_EXERCISE OBJECTIVE:_ Every line in the following data that has "collected" counts toward the total; state that total alone.

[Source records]
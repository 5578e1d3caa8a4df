//! Fan-out of repository workers with bounded concurrency.
//!
//! Every queued repository gets its own worker task; a semaphore caps how
//! many run at once and the next one starts as soon as a slot frees up. All
//! workers share the credential pool, the counters, and the shutdown signal.

use std::sync::atomic::Ordering;
use std::sync::Arc;
use std::time::Duration;

use tokio::sync::{watch, Semaphore};
use tokio::task::JoinSet;

use super::extract::TaskExtractor;
use super::progress::{CollectCounters, ProgressMonitor};
use super::store::{PersistError, TaskStore};
use super::worker::{RepositoryWorker, WorkerReport, WorkerState};
use super::CollectTarget;
use crate::credentials::{CredentialPool, CredentialStatus};
use crate::forge::ForgeApi;

const MONITOR_INTERVAL: Duration = Duration::from_secs(30);

/// Final accounting for a whole run. Produced even when repositories failed.
#[derive(Debug, Clone)]
pub struct RunSummary {
    pub repos_done: usize,
    pub repos_failed: usize,
    pub pulls_scanned: u64,
    pub filtered_out: u64,
    pub collected: u64,
    pub skipped: u64,
    pub pages_skipped: u64,
    /// Credential state at the end of the run.
    pub rate_limit_state: Vec<CredentialStatus>,
}

pub struct CollectionScheduler {
    api: Arc<dyn ForgeApi>,
    pool: CredentialPool,
    extractor: Arc<TaskExtractor>,
    store: TaskStore,
    concurrency: usize,
    counters: CollectCounters,
    shutdown: watch::Receiver<bool>,
}

impl CollectionScheduler {
    pub fn new(
        api: Arc<dyn ForgeApi>,
        pool: CredentialPool,
        extractor: TaskExtractor,
        store: TaskStore,
        concurrency: usize,
        shutdown: watch::Receiver<bool>,
    ) -> Self {
        Self {
            api,
            pool,
            extractor: Arc::new(extractor),
            store,
            concurrency: concurrency.max(1),
            counters: CollectCounters::new(),
            shutdown,
        }
    }

    pub fn counters(&self) -> CollectCounters {
        self.counters.clone()
    }

    /// Run every target to a terminal state.
    ///
    /// Per-repository failures are counted in the summary; only storage
    /// failures abort the run.
    pub async fn run(&self, targets: Vec<CollectTarget>) -> Result<RunSummary, PersistError> {
        let monitor = ProgressMonitor::start(self.counters.clone(), MONITOR_INTERVAL);
        let limiter = Arc::new(Semaphore::new(self.concurrency));
        let mut join_set = JoinSet::new();

        tracing::info!(
            repos = targets.len(),
            concurrency = self.concurrency,
            credentials = self.pool.len(),
            "Starting collection run"
        );

        for target in targets {
            let worker = RepositoryWorker::new(
                target,
                self.api.clone(),
                self.pool.clone(),
                self.extractor.clone(),
                self.store.clone(),
                self.counters.clone(),
                self.shutdown.clone(),
            );
            let limiter = limiter.clone();
            let counters = self.counters.clone();
            join_set.spawn(async move {
                // The semaphore is never closed while the set is draining.
                let _permit = limiter.acquire_owned().await.ok();
                counters.active_workers.fetch_add(1, Ordering::Relaxed);
                let result = worker.run().await;
                counters.active_workers.fetch_sub(1, Ordering::Relaxed);
                result
            });
        }

        let mut reports: Vec<WorkerReport> = Vec::new();
        let mut fatal: Option<PersistError> = None;
        while let Some(joined) = join_set.join_next().await {
            match joined {
                Ok(Ok(report)) => {
                    match report.state {
                        WorkerState::Failed => {
                            self.counters.repos_failed.fetch_add(1, Ordering::Relaxed);
                        }
                        _ => {
                            self.counters.repos_done.fetch_add(1, Ordering::Relaxed);
                        }
                    }
                    reports.push(report);
                }
                Ok(Err(err)) => {
                    tracing::error!(error = %err, "Persistence failure, aborting run");
                    fatal = Some(err);
                    break;
                }
                Err(join_err) => {
                    tracing::error!(error = %join_err, "Worker task panicked");
                    self.counters.repos_failed.fetch_add(1, Ordering::Relaxed);
                }
            }
        }
        join_set.shutdown().await;
        monitor.stop().await;

        if let Some(err) = fatal {
            return Err(err);
        }

        for report in reports.iter().filter(|r| r.state == WorkerState::Failed) {
            tracing::warn!(repo = %report.repo, "Repository failed");
        }

        let summary = RunSummary {
            repos_done: self.counters.repos_done.load(Ordering::Relaxed),
            repos_failed: self.counters.repos_failed.load(Ordering::Relaxed),
            pulls_scanned: self.counters.pulls_scanned.load(Ordering::Relaxed) as u64,
            filtered_out: self.counters.filtered_out.load(Ordering::Relaxed) as u64,
            collected: self.counters.collected.load(Ordering::Relaxed) as u64,
            skipped: self.counters.skipped.load(Ordering::Relaxed) as u64,
            pages_skipped: self.counters.pages_skipped.load(Ordering::Relaxed) as u64,
            rate_limit_state: self.pool.snapshot(),
        };
        tracing::info!(
            repos_done = summary.repos_done,
            repos_failed = summary.repos_failed,
            pulls_scanned = summary.pulls_scanned,
            collected = summary.collected,
            skipped = summary.skipped,
            "Collection run finished"
        );
        Ok(summary)
    }
}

_OUTPUT FOR THIS TASK:_ 3